COLUMBUS _ I was in the barn doorway, sanding down a 12-foot trim board when a silver Ford Ranger rolled into the driveway.
``Uncle Chet!'' said Buddy, who was holding one end of the board on a sawhorse.
I glanced around and shut off the palm sander, eager for a break. I took off the ear muffs and Buddy followed suit as the truck parked by the back door.
``Those stairs in yet?'' Uncle Chet called, heading our way.
``Not yet,'' said Buddy.
``Why not?'' asked the man in sunglasses and straw hat. His white beard was neatly trimmed, and he wore a blue pocket T-shirt and jeans.

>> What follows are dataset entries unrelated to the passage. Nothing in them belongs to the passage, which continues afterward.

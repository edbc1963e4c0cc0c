//! Database settings for the `PostgreSQL` task store.
//!
//! Settings come from the environment (see the `*_VAR` constants) or from
//! any serde source the embedding application already uses.

use crate::task::adapters::postgres::TaskPgPool;
use diesel::PgConnection;
use diesel::r2d2::{ConnectionManager, Pool, PoolError};
use serde::Deserialize;
use std::time::Duration;
use thiserror::Error;

/// Environment variable holding the database URL.
pub const DATABASE_URL_VAR: &str = "TASKFLOW_DATABASE_URL";
/// Environment variable holding the maximum pool size.
pub const MAX_CONNECTIONS_VAR: &str = "TASKFLOW_DB_MAX_CONNECTIONS";
/// Environment variable holding the connection timeout in seconds.
pub const CONNECT_TIMEOUT_VAR: &str = "TASKFLOW_DB_CONNECT_TIMEOUT_SECS";

const DEFAULT_MAX_CONNECTIONS: u32 = 10;
const DEFAULT_CONNECT_TIMEOUT_SECS: u64 = 30;

/// Errors raised while loading settings or building the pool.
#[derive(Debug, Error)]
pub enum ConfigError {
    /// A required variable is not set.
    #[error("missing required setting {0}")]
    Missing(&'static str),

    /// A variable is set to an unusable value.
    #[error("invalid value '{value}' for {name}: {reason}")]
    Invalid {
        /// Setting name.
        name: &'static str,
        /// Rejected raw value.
        value: String,
        /// Why the value was rejected.
        reason: String,
    },

    /// The connection pool could not be created.
    #[error("failed to build connection pool: {0}")]
    Pool(#[from] PoolError),
}

/// Connection settings for the task database.
#[derive(Debug, Clone, PartialEq, Eq, Deserialize)]
pub struct DatabaseSettings {
    /// `PostgreSQL` connection URL.
    pub url: String,
    /// Maximum number of pooled connections.
    #[serde(default = "default_max_connections")]
    pub max_connections: u32,
    /// Seconds to wait for a pooled connection.
    #[serde(default = "default_connect_timeout_secs")]
    pub connect_timeout_secs: u64,
}

const fn default_max_connections() -> u32 {
    DEFAULT_MAX_CONNECTIONS
}

const fn default_connect_timeout_secs() -> u64 {
    DEFAULT_CONNECT_TIMEOUT_SECS
}

impl DatabaseSettings {
    /// Creates settings for `url` with default pool limits.
    #[must_use]
    pub fn new(url: impl Into<String>) -> Self {
        Self {
            url: url.into(),
            max_connections: DEFAULT_MAX_CONNECTIONS,
            connect_timeout_secs: DEFAULT_CONNECT_TIMEOUT_SECS,
        }
    }

    /// Loads settings from the process environment.
    ///
    /// # Errors
    ///
    /// Returns [`ConfigError`] when the URL is missing or a numeric setting
    /// does not parse.
    pub fn from_env() -> Result<Self, ConfigError> {
        Self::from_lookup(|name| std::env::var(name).ok())
    }

    /// Loads settings through an arbitrary variable lookup.
    ///
    /// Empty values are treated as unset.
    ///
    /// # Errors
    ///
    /// Returns [`ConfigError`] when the URL is missing or a numeric setting
    /// does not parse.
    pub fn from_lookup(lookup: impl Fn(&str) -> Option<String>) -> Result<Self, ConfigError> {
        let read = |name: &str| lookup(name).filter(|value| !value.trim().is_empty());

        let url = read(DATABASE_URL_VAR).ok_or(ConfigError::Missing(DATABASE_URL_VAR))?;
        let mut settings = Self::new(url.trim());

        if let Some(raw) = read(MAX_CONNECTIONS_VAR) {
            settings.max_connections = parse_setting(MAX_CONNECTIONS_VAR, &raw)?;
        }
        if let Some(raw) = read(CONNECT_TIMEOUT_VAR) {
            settings.connect_timeout_secs = parse_setting(CONNECT_TIMEOUT_VAR, &raw)?;
        }
        settings.validate()?;
        Ok(settings)
    }

    /// Returns the pool checkout timeout.
    #[must_use]
    pub const fn connect_timeout(&self) -> Duration {
        Duration::from_secs(self.connect_timeout_secs)
    }

    /// Checks that pool limits are usable.
    ///
    /// # Errors
    ///
    /// Returns [`ConfigError::Invalid`] when the pool size or timeout is zero.
    pub fn validate(&self) -> Result<(), ConfigError> {
        if self.max_connections == 0 {
            return Err(ConfigError::Invalid {
                name: MAX_CONNECTIONS_VAR,
                value: self.max_connections.to_string(),
                reason: "pool needs at least one connection".to_owned(),
            });
        }
        if self.connect_timeout_secs == 0 {
            return Err(ConfigError::Invalid {
                name: CONNECT_TIMEOUT_VAR,
                value: self.connect_timeout_secs.to_string(),
                reason: "timeout must be positive".to_owned(),
            });
        }
        Ok(())
    }

    /// Builds the r2d2 pool used by
    /// [`PostgresTaskRepository`](crate::task::adapters::postgres::PostgresTaskRepository).
    ///
    /// # Errors
    ///
    /// Returns [`ConfigError`] when the settings are invalid or the initial
    /// connections cannot be established.
    pub fn build_pool(&self) -> Result<TaskPgPool, ConfigError> {
        self.validate()?;
        let manager = ConnectionManager::<PgConnection>::new(self.url.as_str());
        let pool = Pool::builder()
            .max_size(self.max_connections)
            .connection_timeout(self.connect_timeout())
            .build(manager)?;
        tracing::info!(
            max_connections = self.max_connections,
            "task database pool ready"
        );
        Ok(pool)
    }
}

fn parse_setting<T>(name: &'static str, raw: &str) -> Result<T, ConfigError>
where
    T: std::str::FromStr,
    T::Err: std::fmt::Display,
{
    raw.trim().parse().map_err(|err: T::Err| ConfigError::Invalid {
        name,
        value: raw.to_owned(),
        reason: err.to_string(),
    })
}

``We were waiting for you," I said.
He nodded toward the far side of the barn where the little miscreant, now 15, was practicing foul shots. ``You ought to get her to help you.''
``She will. Right now, I'm finishing the trim,'' I said. ``And I've been sanding this board for half an hour.''
``Change the sandpaper; don't be so cheap!'' said Uncle Chet.
``Look at that pile.'' I pointed at a loose stack of crumpled dusty sheets on the corner of the work table.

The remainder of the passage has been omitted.